Aim of the exercise: From the entries, filter out every line that lacks "CatalogTxOpen" and copy the rest.

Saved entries
=======

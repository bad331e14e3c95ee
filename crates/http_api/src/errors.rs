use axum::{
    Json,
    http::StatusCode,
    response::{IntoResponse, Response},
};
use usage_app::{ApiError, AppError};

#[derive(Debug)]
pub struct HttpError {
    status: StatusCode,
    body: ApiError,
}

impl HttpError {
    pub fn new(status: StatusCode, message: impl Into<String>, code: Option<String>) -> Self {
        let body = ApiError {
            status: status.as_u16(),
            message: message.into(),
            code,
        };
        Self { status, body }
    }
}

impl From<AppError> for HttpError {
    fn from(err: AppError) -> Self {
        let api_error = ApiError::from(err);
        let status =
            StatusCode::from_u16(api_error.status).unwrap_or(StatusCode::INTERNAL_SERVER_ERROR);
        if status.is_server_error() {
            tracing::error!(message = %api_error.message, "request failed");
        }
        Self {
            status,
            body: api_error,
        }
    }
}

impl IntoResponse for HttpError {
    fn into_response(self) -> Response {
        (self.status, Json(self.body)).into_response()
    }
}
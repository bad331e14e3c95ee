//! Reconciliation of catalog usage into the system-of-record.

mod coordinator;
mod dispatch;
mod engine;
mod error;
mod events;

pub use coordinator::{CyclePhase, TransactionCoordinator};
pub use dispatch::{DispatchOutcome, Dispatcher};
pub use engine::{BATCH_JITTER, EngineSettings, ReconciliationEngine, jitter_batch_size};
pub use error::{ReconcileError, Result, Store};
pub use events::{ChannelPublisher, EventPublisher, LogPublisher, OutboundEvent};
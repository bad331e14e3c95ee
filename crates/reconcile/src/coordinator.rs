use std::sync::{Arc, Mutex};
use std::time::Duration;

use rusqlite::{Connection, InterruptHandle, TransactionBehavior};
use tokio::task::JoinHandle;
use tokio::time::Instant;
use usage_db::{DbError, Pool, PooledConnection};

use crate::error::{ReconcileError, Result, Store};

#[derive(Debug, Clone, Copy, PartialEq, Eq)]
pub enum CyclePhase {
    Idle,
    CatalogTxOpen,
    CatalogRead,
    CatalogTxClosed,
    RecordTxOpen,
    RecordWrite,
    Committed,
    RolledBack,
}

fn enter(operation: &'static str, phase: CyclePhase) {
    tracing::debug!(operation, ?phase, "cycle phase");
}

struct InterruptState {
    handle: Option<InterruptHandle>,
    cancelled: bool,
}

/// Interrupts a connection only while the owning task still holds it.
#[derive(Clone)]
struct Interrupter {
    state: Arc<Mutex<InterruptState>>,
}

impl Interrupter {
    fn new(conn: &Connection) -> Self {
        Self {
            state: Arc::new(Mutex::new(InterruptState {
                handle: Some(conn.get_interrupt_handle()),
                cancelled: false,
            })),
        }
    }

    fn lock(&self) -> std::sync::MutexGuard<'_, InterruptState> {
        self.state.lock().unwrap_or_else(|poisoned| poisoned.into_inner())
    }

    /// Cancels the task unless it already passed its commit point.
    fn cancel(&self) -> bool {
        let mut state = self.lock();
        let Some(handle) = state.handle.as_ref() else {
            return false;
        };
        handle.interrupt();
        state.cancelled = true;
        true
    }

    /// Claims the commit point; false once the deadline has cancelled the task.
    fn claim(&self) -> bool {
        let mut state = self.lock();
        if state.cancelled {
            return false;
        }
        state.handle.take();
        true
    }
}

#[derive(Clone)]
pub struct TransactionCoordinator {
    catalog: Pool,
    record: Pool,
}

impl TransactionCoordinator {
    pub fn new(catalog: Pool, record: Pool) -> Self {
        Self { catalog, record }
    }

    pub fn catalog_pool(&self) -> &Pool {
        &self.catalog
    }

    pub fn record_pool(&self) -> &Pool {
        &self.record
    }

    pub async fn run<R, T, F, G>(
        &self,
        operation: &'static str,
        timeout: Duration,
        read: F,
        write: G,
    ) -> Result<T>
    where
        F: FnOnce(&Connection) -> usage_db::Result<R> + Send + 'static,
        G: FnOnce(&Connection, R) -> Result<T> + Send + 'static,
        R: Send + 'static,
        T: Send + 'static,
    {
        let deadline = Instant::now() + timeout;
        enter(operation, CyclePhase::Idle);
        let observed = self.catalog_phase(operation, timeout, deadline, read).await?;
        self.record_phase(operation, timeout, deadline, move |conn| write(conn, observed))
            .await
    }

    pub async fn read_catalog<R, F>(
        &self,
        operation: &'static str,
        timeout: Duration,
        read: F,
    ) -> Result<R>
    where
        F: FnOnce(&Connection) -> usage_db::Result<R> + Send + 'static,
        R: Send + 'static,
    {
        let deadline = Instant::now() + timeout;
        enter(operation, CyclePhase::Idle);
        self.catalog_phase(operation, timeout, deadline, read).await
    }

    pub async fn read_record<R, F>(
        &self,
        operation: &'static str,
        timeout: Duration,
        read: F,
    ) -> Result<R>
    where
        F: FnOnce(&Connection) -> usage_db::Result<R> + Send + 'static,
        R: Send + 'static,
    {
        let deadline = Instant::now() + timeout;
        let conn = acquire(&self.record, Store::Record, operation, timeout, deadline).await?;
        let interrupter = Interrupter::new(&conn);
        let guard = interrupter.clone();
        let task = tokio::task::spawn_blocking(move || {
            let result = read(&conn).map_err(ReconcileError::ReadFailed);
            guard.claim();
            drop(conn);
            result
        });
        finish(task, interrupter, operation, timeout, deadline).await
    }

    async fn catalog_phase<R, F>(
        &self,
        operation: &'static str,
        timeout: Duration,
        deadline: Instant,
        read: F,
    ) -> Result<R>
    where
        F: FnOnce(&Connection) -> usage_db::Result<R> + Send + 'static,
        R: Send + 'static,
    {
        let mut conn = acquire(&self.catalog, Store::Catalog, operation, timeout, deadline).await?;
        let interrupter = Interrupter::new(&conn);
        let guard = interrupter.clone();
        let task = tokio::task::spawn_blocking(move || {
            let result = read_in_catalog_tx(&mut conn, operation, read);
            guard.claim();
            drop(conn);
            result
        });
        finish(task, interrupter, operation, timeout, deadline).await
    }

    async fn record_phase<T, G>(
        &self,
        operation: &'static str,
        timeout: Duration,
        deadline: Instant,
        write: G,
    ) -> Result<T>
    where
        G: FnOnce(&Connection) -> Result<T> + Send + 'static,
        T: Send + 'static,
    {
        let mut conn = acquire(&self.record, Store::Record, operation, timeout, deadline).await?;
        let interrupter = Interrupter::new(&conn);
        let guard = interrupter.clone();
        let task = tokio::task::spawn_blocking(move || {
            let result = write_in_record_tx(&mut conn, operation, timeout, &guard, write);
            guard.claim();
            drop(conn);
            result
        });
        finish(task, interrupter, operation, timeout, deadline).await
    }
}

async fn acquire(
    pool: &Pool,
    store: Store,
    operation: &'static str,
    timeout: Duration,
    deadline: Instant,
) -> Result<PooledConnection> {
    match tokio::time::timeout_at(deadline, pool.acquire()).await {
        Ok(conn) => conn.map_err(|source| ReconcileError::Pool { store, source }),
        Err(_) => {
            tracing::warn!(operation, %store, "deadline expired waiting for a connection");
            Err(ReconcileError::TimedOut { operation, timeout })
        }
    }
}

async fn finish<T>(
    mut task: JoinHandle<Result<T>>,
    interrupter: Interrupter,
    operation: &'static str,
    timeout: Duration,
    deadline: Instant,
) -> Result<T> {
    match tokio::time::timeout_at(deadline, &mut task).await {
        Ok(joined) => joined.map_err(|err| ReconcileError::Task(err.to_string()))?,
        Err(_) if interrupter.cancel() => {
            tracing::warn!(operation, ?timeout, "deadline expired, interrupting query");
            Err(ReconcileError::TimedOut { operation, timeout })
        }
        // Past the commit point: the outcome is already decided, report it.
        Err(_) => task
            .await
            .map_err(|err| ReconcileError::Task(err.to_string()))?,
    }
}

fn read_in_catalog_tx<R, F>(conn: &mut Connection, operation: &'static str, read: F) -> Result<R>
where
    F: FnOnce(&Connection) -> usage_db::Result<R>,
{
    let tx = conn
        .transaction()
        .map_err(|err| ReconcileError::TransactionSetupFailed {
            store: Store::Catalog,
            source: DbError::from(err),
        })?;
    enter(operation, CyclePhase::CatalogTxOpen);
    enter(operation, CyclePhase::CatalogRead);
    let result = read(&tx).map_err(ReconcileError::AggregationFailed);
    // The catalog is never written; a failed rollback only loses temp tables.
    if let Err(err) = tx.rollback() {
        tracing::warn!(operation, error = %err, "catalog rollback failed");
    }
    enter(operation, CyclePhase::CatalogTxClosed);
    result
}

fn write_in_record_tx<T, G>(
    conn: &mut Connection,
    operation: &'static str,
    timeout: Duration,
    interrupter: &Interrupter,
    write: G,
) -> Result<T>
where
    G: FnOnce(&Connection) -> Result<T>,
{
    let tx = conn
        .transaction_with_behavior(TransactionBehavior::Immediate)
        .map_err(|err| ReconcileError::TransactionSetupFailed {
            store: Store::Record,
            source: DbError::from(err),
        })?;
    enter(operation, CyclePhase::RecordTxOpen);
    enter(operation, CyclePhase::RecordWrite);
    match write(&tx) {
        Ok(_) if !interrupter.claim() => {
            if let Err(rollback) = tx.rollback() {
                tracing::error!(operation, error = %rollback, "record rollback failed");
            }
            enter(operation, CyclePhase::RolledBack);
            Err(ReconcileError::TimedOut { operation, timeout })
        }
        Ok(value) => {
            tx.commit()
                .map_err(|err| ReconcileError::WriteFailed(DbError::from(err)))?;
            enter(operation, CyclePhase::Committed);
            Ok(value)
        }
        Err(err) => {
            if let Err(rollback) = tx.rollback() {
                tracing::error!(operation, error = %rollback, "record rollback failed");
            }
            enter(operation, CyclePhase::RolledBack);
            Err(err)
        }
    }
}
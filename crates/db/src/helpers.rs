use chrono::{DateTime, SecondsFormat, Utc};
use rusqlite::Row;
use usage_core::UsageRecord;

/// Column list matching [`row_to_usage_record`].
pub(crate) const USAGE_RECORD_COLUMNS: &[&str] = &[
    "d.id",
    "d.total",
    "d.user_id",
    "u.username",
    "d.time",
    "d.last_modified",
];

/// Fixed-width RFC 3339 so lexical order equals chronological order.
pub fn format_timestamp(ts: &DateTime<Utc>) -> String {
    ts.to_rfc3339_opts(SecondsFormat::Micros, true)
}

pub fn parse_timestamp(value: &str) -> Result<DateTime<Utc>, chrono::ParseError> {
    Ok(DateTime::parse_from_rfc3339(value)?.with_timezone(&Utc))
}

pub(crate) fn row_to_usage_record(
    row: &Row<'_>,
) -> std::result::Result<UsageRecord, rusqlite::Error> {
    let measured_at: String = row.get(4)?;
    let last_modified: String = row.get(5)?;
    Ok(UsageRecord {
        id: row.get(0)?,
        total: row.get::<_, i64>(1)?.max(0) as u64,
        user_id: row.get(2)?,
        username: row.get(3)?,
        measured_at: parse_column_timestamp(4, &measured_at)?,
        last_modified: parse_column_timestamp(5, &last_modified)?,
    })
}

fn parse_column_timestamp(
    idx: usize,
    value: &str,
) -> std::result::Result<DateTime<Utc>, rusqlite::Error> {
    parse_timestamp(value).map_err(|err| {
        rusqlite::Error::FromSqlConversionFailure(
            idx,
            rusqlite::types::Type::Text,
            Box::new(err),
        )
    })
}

=======

Answer to this task:
    CatalogTxOpen,
    enter(operation, CyclePhase::CatalogTxOpen);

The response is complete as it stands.